* _ASSIGNED TASK_
Your job with the data below is to output exactly the lines from the one holding "repository f5e3d4de687b6bde" down to the one holding "drive them individually.", both included, and no others.

* _STUDY MATERIAL_

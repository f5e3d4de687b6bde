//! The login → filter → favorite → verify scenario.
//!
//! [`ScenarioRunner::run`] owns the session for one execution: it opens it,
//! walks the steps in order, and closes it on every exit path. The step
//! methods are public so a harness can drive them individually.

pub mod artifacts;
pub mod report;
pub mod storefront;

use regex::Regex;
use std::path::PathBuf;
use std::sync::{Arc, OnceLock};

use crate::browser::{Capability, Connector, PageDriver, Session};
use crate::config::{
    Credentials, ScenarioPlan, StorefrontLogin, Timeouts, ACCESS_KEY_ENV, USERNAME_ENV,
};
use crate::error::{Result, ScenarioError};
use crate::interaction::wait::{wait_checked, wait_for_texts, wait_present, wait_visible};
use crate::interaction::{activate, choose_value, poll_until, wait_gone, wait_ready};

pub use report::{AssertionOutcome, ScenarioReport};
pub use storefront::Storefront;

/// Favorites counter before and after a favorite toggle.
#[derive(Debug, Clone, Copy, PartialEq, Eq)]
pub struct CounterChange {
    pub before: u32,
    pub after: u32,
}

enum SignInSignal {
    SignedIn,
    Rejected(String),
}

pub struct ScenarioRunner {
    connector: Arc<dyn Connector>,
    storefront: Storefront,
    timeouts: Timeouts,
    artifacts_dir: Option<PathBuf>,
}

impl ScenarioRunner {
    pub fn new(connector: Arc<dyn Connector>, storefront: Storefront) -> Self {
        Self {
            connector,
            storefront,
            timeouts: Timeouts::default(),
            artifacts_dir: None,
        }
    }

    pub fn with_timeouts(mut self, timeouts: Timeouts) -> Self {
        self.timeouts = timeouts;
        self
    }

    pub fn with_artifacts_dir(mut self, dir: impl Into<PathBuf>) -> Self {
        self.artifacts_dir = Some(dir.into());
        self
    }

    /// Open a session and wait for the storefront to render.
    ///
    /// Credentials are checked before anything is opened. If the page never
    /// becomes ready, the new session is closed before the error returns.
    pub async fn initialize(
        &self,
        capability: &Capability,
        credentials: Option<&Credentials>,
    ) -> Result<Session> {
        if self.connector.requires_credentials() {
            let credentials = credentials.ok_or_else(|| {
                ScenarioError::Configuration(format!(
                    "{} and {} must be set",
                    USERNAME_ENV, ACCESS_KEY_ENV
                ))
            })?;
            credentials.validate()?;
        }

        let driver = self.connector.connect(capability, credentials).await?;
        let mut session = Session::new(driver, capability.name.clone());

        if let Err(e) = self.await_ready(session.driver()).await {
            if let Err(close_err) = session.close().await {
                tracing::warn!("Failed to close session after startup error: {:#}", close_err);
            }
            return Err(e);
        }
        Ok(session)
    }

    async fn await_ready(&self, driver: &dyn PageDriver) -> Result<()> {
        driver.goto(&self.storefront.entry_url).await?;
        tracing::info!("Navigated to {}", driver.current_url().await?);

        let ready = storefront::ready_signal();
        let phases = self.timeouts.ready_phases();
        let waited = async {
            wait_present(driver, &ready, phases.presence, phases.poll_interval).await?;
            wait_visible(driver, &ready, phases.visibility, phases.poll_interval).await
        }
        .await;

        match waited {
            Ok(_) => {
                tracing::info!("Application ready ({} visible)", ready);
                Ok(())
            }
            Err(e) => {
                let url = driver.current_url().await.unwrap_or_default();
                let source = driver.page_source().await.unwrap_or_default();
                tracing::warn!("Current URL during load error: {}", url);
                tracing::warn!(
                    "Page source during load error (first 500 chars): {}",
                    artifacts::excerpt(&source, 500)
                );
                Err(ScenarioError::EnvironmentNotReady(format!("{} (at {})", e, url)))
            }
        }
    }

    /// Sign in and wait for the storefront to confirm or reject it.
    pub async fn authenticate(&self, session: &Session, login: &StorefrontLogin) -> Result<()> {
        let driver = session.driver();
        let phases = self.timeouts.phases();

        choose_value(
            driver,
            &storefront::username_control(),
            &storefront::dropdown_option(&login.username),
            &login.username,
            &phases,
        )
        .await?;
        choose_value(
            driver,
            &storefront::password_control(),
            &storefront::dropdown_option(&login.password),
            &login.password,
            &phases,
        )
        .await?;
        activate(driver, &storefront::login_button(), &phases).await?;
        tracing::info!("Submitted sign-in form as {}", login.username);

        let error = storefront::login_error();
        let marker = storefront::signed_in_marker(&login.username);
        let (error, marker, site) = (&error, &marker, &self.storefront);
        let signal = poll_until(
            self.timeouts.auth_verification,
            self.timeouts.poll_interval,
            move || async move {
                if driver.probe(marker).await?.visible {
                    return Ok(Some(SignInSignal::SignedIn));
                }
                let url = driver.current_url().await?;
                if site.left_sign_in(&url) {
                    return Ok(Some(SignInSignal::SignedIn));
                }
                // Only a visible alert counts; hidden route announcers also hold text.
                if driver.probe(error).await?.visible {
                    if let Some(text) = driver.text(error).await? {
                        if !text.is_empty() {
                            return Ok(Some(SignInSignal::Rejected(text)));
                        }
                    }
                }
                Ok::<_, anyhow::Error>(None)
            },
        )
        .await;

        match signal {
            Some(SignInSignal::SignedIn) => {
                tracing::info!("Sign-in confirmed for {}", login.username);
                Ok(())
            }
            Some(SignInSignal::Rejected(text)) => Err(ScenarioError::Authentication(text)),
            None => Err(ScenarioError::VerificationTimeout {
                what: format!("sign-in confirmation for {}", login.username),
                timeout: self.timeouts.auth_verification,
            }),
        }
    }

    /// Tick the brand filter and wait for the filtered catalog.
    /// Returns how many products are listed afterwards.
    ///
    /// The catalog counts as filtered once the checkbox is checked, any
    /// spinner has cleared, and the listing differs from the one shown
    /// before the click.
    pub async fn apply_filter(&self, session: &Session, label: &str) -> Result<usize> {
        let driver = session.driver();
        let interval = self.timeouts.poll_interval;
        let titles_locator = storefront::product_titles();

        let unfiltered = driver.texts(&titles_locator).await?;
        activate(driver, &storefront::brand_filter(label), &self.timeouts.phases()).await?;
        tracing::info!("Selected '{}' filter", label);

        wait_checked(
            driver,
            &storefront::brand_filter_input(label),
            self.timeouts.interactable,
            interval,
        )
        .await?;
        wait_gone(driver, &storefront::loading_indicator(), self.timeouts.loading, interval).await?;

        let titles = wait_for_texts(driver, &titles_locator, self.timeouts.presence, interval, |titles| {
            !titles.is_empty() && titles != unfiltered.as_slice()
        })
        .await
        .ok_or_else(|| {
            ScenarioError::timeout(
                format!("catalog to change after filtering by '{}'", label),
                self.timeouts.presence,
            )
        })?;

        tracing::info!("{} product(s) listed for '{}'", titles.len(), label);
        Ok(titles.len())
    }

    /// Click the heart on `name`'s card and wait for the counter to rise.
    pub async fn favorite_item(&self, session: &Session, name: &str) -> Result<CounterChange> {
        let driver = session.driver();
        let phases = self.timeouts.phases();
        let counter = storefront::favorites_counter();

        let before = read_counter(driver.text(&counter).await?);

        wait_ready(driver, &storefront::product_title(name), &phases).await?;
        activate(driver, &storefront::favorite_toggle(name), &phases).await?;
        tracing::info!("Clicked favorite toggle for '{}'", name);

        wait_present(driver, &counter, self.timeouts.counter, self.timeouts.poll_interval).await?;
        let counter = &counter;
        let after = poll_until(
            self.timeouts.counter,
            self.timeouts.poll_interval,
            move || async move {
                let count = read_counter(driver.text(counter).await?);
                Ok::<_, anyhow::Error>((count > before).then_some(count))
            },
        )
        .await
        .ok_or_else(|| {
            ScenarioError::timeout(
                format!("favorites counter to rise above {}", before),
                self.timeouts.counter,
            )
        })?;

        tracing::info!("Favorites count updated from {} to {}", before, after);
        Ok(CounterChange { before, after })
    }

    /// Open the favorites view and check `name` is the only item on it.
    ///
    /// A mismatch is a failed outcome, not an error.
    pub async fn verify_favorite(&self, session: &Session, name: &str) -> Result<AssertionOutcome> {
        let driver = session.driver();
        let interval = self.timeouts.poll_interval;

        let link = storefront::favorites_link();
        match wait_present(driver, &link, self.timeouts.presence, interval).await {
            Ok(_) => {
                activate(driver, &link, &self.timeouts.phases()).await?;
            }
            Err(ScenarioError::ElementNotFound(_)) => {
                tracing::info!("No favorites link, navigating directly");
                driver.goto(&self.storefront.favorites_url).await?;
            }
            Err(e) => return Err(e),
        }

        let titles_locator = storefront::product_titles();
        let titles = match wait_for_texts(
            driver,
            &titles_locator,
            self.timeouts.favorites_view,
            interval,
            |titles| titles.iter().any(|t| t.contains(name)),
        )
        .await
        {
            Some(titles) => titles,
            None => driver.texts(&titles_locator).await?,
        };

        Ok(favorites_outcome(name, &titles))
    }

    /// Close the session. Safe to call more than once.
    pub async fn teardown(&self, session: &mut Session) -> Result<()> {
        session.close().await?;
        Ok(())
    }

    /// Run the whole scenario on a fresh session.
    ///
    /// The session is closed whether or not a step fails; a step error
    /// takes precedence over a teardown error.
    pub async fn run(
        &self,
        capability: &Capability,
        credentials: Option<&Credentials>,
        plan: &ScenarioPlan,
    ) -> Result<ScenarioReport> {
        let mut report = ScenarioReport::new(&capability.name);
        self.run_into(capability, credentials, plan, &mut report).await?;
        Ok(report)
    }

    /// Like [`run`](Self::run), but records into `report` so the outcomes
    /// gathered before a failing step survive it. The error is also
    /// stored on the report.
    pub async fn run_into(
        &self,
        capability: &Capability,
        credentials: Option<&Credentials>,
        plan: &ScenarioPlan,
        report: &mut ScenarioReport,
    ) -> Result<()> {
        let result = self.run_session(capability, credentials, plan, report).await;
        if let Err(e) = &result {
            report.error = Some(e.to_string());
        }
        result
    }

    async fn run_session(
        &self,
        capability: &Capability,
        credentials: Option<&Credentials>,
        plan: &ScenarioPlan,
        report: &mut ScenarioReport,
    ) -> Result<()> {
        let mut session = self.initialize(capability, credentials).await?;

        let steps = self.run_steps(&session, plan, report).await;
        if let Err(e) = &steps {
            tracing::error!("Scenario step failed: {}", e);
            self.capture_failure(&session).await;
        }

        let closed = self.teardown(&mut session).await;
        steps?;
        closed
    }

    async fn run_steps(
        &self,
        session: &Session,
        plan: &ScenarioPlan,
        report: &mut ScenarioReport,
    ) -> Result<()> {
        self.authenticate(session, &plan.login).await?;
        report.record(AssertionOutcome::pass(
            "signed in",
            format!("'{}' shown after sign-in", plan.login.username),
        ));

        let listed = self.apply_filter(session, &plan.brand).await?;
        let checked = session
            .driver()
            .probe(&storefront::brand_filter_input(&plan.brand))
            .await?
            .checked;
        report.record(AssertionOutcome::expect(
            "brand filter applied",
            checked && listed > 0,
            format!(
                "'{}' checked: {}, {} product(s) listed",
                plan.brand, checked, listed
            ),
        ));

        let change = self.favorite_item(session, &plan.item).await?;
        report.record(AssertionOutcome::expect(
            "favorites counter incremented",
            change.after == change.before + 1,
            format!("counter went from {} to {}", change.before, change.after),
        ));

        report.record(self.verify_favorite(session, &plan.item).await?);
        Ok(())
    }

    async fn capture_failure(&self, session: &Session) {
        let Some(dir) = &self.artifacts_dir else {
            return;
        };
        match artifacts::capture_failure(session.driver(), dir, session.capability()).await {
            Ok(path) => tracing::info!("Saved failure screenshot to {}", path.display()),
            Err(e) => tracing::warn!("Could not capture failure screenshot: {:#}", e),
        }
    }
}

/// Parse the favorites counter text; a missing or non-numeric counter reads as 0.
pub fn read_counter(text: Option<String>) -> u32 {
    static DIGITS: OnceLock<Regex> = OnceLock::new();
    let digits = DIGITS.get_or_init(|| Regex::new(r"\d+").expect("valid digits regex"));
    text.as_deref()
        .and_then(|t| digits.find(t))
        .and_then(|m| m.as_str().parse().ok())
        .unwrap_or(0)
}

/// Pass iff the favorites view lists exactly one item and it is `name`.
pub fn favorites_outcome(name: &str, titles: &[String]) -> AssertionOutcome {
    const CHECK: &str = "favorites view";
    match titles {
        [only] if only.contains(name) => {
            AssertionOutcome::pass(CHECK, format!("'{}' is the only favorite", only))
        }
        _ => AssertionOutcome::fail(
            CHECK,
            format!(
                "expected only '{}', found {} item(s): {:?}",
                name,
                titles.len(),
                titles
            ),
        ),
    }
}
...
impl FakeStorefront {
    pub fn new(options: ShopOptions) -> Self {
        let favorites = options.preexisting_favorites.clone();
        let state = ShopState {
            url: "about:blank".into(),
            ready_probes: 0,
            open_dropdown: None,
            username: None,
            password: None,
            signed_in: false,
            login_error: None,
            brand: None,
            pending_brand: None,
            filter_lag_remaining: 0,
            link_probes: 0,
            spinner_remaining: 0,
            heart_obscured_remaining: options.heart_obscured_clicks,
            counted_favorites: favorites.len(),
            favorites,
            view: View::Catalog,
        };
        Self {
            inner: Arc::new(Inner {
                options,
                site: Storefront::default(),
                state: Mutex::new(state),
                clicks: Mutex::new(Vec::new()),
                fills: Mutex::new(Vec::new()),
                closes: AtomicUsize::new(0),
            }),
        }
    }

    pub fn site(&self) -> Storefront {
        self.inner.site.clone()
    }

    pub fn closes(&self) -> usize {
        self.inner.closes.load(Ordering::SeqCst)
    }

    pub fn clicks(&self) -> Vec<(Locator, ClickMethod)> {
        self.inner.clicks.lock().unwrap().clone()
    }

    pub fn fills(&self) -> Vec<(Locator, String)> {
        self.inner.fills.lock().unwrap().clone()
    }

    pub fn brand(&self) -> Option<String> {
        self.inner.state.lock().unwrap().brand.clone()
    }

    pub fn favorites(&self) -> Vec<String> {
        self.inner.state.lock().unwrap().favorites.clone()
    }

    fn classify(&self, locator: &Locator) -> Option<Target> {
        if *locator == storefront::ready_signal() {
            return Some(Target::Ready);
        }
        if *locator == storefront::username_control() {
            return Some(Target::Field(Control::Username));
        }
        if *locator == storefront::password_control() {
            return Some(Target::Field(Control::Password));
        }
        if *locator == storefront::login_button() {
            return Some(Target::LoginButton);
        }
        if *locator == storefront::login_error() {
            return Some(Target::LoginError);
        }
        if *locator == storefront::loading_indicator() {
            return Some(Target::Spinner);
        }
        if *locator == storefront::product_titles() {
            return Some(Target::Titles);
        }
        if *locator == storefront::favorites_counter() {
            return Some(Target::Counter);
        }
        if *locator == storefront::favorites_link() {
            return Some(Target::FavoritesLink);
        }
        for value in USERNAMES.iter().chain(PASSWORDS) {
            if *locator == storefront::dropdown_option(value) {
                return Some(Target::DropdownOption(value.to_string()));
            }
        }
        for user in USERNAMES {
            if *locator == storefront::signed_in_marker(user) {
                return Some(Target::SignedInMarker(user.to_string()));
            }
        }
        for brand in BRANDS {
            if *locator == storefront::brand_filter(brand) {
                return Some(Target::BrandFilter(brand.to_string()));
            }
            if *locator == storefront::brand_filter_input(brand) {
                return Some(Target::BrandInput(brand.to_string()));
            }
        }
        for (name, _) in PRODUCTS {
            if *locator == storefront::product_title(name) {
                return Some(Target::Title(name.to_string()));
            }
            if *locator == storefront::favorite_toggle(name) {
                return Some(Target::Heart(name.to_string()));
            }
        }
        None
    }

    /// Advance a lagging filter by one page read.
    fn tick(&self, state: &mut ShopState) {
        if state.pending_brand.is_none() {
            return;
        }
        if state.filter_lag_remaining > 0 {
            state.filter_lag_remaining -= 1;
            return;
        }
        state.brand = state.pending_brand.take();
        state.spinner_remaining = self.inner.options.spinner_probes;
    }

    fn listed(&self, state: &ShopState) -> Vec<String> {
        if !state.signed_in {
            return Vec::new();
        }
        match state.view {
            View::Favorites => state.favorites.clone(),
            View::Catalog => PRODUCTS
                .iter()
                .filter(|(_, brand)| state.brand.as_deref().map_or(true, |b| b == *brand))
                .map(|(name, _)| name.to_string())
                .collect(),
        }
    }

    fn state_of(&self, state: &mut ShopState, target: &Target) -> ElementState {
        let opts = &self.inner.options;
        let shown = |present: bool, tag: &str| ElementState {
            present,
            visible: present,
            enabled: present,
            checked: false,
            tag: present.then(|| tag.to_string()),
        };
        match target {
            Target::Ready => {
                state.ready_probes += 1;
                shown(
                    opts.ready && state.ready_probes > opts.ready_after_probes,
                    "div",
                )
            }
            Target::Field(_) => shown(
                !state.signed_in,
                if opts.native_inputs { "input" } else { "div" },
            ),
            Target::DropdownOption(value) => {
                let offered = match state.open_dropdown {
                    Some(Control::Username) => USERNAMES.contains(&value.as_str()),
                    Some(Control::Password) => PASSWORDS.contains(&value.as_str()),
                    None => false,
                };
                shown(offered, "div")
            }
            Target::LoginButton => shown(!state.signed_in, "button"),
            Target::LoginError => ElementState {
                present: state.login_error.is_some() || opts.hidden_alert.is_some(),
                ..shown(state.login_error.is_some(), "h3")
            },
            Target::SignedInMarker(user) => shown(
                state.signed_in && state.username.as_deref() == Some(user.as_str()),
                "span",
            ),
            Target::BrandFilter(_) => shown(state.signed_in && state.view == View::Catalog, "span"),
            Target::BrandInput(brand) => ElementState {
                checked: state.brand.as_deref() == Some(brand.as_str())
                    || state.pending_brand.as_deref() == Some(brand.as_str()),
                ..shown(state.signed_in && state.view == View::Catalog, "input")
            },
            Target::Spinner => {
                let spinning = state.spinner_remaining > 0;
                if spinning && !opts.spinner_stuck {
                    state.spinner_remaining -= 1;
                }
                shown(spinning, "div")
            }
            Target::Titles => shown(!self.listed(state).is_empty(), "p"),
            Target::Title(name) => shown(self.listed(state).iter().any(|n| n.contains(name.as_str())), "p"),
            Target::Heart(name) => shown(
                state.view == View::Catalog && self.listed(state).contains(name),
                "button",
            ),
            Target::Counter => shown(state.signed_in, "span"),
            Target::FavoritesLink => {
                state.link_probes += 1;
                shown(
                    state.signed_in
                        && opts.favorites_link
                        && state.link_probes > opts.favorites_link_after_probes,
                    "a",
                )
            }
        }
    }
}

* _REPLY TO THE TASK_
repository f5e3d4de687b6bde
//! The login → filter → favorite → verify scenario.
//!
//! [`ScenarioRunner::run`] owns the session for one execution: it opens it,
//! walks the steps in order, and closes it on every exit path. The step
//! methods are public so a harness can drive them individually.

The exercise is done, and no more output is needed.